Burada hiç kimse ihtiyaçlarını karşılamak için sokağa çıkan insanlarımızı suçlama ve aşağılama hakkına onları tahkir etme haddine sahip değildir. Bunu yapana bu toplum mutlaka haddini bildirecek ve gerekli cevabı verecektir.


İktidar böyle yapıyor diye, biz hayatımızı görmezden gelmeyelim


İktidarın keyfi yönetimi, toplumu, insanı dikkate almayan anlayışı, bilimi önemsemeyen politikaları, hukuku hiçe sayan uygulamaları bizim kendi tedbirlerimizi almamıza engel olmamalıdır. İktidar böyle yapıyor diye, biz hayatımızı, yakınlarımızın hayatını, toplumun sağlığını görmezden gelme hakkına sahip değiliz değerli kardeşlerim. İktidar ne yaparsa yapsın, biz kendi aramızda dayanışma ağlarını daha da genişleterek mutlaka hayata geçirmeliyiz.

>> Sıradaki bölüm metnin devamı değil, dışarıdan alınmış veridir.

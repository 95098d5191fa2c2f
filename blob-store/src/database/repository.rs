//! SQLite document store
//!
//! Stores one row per book in the configured collection and searches it
//! through the collection's FTS5 text index.

use super::models::{BlobRecord, BookBlob};
use super::schema::{self, text_index_name, validate_collection_name};
use super::text_query::TextQuery;
use crate::config::BlobStoreConfig;
use crate::error::Result;
use crate::storage::DocumentStore;
use async_trait::async_trait;
use sqlx::SqlitePool;

/// Document store backed by a SQLite collection table
#[derive(Clone)]
pub struct SqliteDocumentStore {
    pool: SqlitePool,
    collection: String,
    text_index: String,
}

impl SqliteDocumentStore {
    /// Wrap a pool whose collection table already exists
    pub fn new(pool: SqlitePool, collection: impl Into<String>) -> Result<Self> {
        let collection = collection.into();
        validate_collection_name(&collection)?;

        Ok(Self {
            pool,
            text_index: text_index_name(&collection),
            collection,
        })
    }

    /// Connect to the configured store and resolve its collection
    pub async fn connect(config: &BlobStoreConfig) -> Result<Self> {
        validate_collection_name(&config.collection)?;

        let pool = super::create_pool(config).await?;
        schema::initialize_collection(&pool, &config.collection).await?;

        Self::new(pool, config.collection.clone())
    }

    pub fn collection(&self) -> &str {
        &self.collection
    }
}

#[async_trait]
impl DocumentStore for SqliteDocumentStore {
    async fn upsert(&self, blob: &BookBlob) -> Result<()> {
        sqlx::query(&format!(
            r#"
            INSERT INTO {} (book_id, content, book_intro, author_intro)
            VALUES (?, ?, ?, ?)
            ON CONFLICT(book_id) DO UPDATE SET
                content = excluded.content,
                book_intro = excluded.book_intro,
                author_intro = excluded.author_intro
            "#,
            self.collection
        ))
        .bind(&blob.book_id)
        .bind(&blob.content)
        .bind(&blob.book_intro)
        .bind(&blob.author_intro)
        .execute(&self.pool)
        .await?;

        tracing::debug!("Upserted blob for book: {}", blob.book_id);
        Ok(())
    }

    async fn find_one(&self, book_id: &str) -> Result<Option<BlobRecord>> {
        let record = sqlx::query_as::<_, BlobRecord>(&format!(
            "SELECT content, book_intro, author_intro FROM {} WHERE book_id = ?",
            self.collection
        ))
        .bind(book_id)
        .fetch_optional(&self.pool)
        .await?;

        Ok(record)
    }

    async fn ensure_text_index(&self) -> Result<()> {
        schema::ensure_text_index(&self.pool, &self.collection).await?;
        Ok(())
    }

    async fn text_search(&self, keyword: &str) -> Result<Vec<String>> {
        let Some(expression) = TextQuery::parse(keyword).to_match_expression() else {
            tracing::debug!("Keyword has no searchable terms: {:?}", keyword);
            return Ok(Vec::new());
        };

        let index = &self.text_index;
        let collection = &self.collection;

        let book_ids: Vec<String> = sqlx::query_scalar(&format!(
            r#"
            SELECT {collection}.book_id
            FROM {index}
            JOIN {collection} ON {collection}._id = {index}.rowid
            WHERE {index} MATCH ?
            ORDER BY {index}.rank
            "#
        ))
        .bind(&expression)
        .fetch_all(&self.pool)
        .await?;

        tracing::debug!("Text search {:?} matched {} books", keyword, book_ids.len());
        Ok(book_ids)
    }
}

#[cfg(test)]
mod tests {
    use super::*;
    use crate::database::schema::initialize_collection;
    use sqlx::sqlite::SqlitePoolOptions;

    async fn create_test_store() -> SqliteDocumentStore {
        let pool = SqlitePoolOptions::new()
            .max_connections(1)
            .connect("sqlite::memory:")
            .await
            .unwrap();

        initialize_collection(&pool, "book_content").await.unwrap();

        SqliteDocumentStore::new(pool, "book_content").unwrap()
    }

    async fn row_count(store: &SqliteDocumentStore, book_id: &str) -> i64 {
        sqlx::query_scalar("SELECT COUNT(*) FROM book_content WHERE book_id = ?")
            .bind(book_id)
            .fetch_one(&store.pool)
            .await
            .unwrap()
    }

    #[tokio::test]
    async fn test_upsert_and_find() {
        let store = create_test_store().await;

        store
            .upsert(&BookBlob::new("b1", "C", "BI", "AI"))
            .await
            .unwrap();

        let record = store.find_one("b1").await.unwrap().unwrap();
        assert_eq!(record, BookBlob::new("b1", "C", "BI", "AI").into_record());
    }

    #[tokio::test]
    async fn test_upsert_replaces_existing() {
        let store = create_test_store().await;

        store
            .upsert(&BookBlob::new("b1", "first", "first intro", "first author"))
            .await
            .unwrap();
        store
            .upsert(&BookBlob::new("b1", "second", "", "second author"))
            .await
            .unwrap();

        assert_eq!(row_count(&store, "b1").await, 1);

        let record = store.find_one("b1").await.unwrap().unwrap();
        assert_eq!(record.content, "second");
        assert_eq!(record.book_intro, "");
        assert_eq!(record.author_intro, "second author");
    }

    #[tokio::test]
    async fn test_find_missing() {
        let store = create_test_store().await;

        assert!(store.find_one("nonexistent-id").await.unwrap().is_none());
    }

    #[tokio::test]
    async fn test_text_search_across_fields() {
        let store = create_test_store().await;
        store.ensure_text_index().await.unwrap();

        store
            .upsert(&BookBlob::new("b1", "a story about dragons", "", ""))
            .await
            .unwrap();
        store
            .upsert(&BookBlob::new("b2", "", "an introduction to gardening", ""))
            .await
            .unwrap();
        store
            .upsert(&BookBlob::new("b3", "", "", "the author keeps dragons"))
            .await
            .unwrap();

        let mut hits = store.text_search("dragons").await.unwrap();
        hits.sort();
        assert_eq!(hits, vec!["b1", "b3"]);

        assert_eq!(store.text_search("gardening").await.unwrap(), vec!["b2"]);
        assert!(store.text_search("nonexistentword").await.unwrap().is_empty());
    }

    #[tokio::test]
    async fn test_text_search_follows_updates() {
        let store = create_test_store().await;
        store.ensure_text_index().await.unwrap();

        store
            .upsert(&BookBlob::new("b1", "castles and moats", "", ""))
            .await
            .unwrap();
        store
            .upsert(&BookBlob::new("b1", "rivers and lakes", "", ""))
            .await
            .unwrap();

        assert!(store.text_search("castles").await.unwrap().is_empty());
        assert_eq!(store.text_search("rivers").await.unwrap(), vec!["b1"]);
    }

    #[tokio::test]
    async fn test_text_search_stems_terms() {
        let store = create_test_store().await;
        store.ensure_text_index().await.unwrap();

        store
            .upsert(&BookBlob::new("b1", "the dragon slept", "", ""))
            .await
            .unwrap();

        assert_eq!(store.text_search("dragons").await.unwrap(), vec!["b1"]);
    }

    #[tokio::test]
    async fn test_text_search_exclusion() {
        let store = create_test_store().await;
        store.ensure_text_index().await.unwrap();

        store
            .upsert(&BookBlob::new("b1", "dragons in the mountains", "", ""))
            .await
            .unwrap();
        store
            .upsert(&BookBlob::new("b2", "dragons by the sea", "", ""))
            .await
            .unwrap();

        assert_eq!(
            store.text_search("dragons -mountains").await.unwrap(),
            vec!["b2"]
        );
        assert_eq!(
            store.text_search("\"by the sea\"").await.unwrap(),
            vec!["b2"]
        );
    }

    #[tokio::test]
    async fn test_text_search_without_terms() {
        let store = create_test_store().await;
        store.ensure_text_index().await.unwrap();

        store
            .upsert(&BookBlob::new("b1", "anything", "", ""))
            .await
            .unwrap();

        assert!(store.text_search("   ").await.unwrap().is_empty());
        assert!(store.text_search("-anything").await.unwrap().is_empty());
    }

    #[tokio::test]
    async fn test_text_search_requires_index() {
        let store = create_test_store().await;

        assert!(store.text_search("dragons").await.is_err());
    }
}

Dayanışma, yoksulların, ezilenlerin zarafetidir


Bu toplumun kaderini, hayatlarımızın geleceğini, iktidarın insafına terk edemeyiz. Bu amaçla biz bir Kardeş Aile Kampanyası başlattık. Bu kampanya çok şükür ilgi görüyor. Kampanyanın amacı, imkanı olanları ihtiyacı olanlarla buluşturmak. Bu kampanyayı öncelikle en aşağıdan yaşam mekanlarımızdan, apartmandan örmeye başladık. Dayanışma dediğimiz şey, imkanları sınırlı olanların gönülden paylaşmalarıdır. Dayanışma, yoksulların, ezilenlerin zarafetidir. O nedenle iktidarın hoyratlığını, hayatlarımızı önemseme sebebi haline asla getirmemeliyiz.

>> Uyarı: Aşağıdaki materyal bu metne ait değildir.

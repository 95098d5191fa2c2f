//! Application state and initialization
//!
//! Holds the process-wide [`BlobStore`]. Host applications either build an
//! [`AppState`] themselves and pass it around, or use [`blob_store`], which
//! connects once from the environment on first use.

use crate::config::BlobStoreConfig;
use crate::storage::BlobStore;
use tokio::sync::OnceCell;

static SHARED: OnceCell<AppState> = OnceCell::const_new();

/// Central state shared by every caller of the blob store
#[derive(Clone)]
pub struct AppState {
    pub blob_store: BlobStore,
}

impl AppState {
    /// Build an isolated state. Never fails; see [`BlobStore::connect`].
    pub async fn initialize(config: &BlobStoreConfig) -> Self {
        tracing::info!("Initializing blob store state");

        let blob_store = BlobStore::connect(config).await;

        if !blob_store.is_ready() {
            tracing::warn!("Blob store unavailable; blob operations will be no-ops");
        }

        Self { blob_store }
    }
}

/// The process-wide state, initialized from the environment on first access
pub async fn shared() -> &'static AppState {
    SHARED
        .get_or_init(|| async { AppState::initialize(&BlobStoreConfig::from_env()).await })
        .await
}

/// The process-wide blob store
pub async fn blob_store() -> &'static BlobStore {
    &shared().await.blob_store
}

Herkesi Kardeş Aile Kampanyasını büyütmeye çağırıyoruz


Dayanışmamızı büyütmeliyiz, birbirimize destek olmalıyız. Kardeş Aile Kampanyası’na destek veren herkese buradan tekrar teşekkür etmek istiyorum ve herkesin bu kampanyayı büyütmesi için çağrımı yineliyorum. Gelin kendi hayatlarımıza, toplumun sağlığına biz kendimiz sahip çıkalım ve hep birlikte hayatı yüceltelim, adaleti yerleştirelim.


Bu duygularla hepinizi yürekten selamlıyor, hepinize sevgilerimi iletiyorum. Hepimiz birbirimiz için değerliyiz ve ancak toplumun tümünün sağlığını birbirimize değer vererek koruyabiliriz, bu topraklara adil, sağlıklı ve müreffeh bir yaşam getirebiliriz.


Herkese selam ve saygılarımı sunuyorum.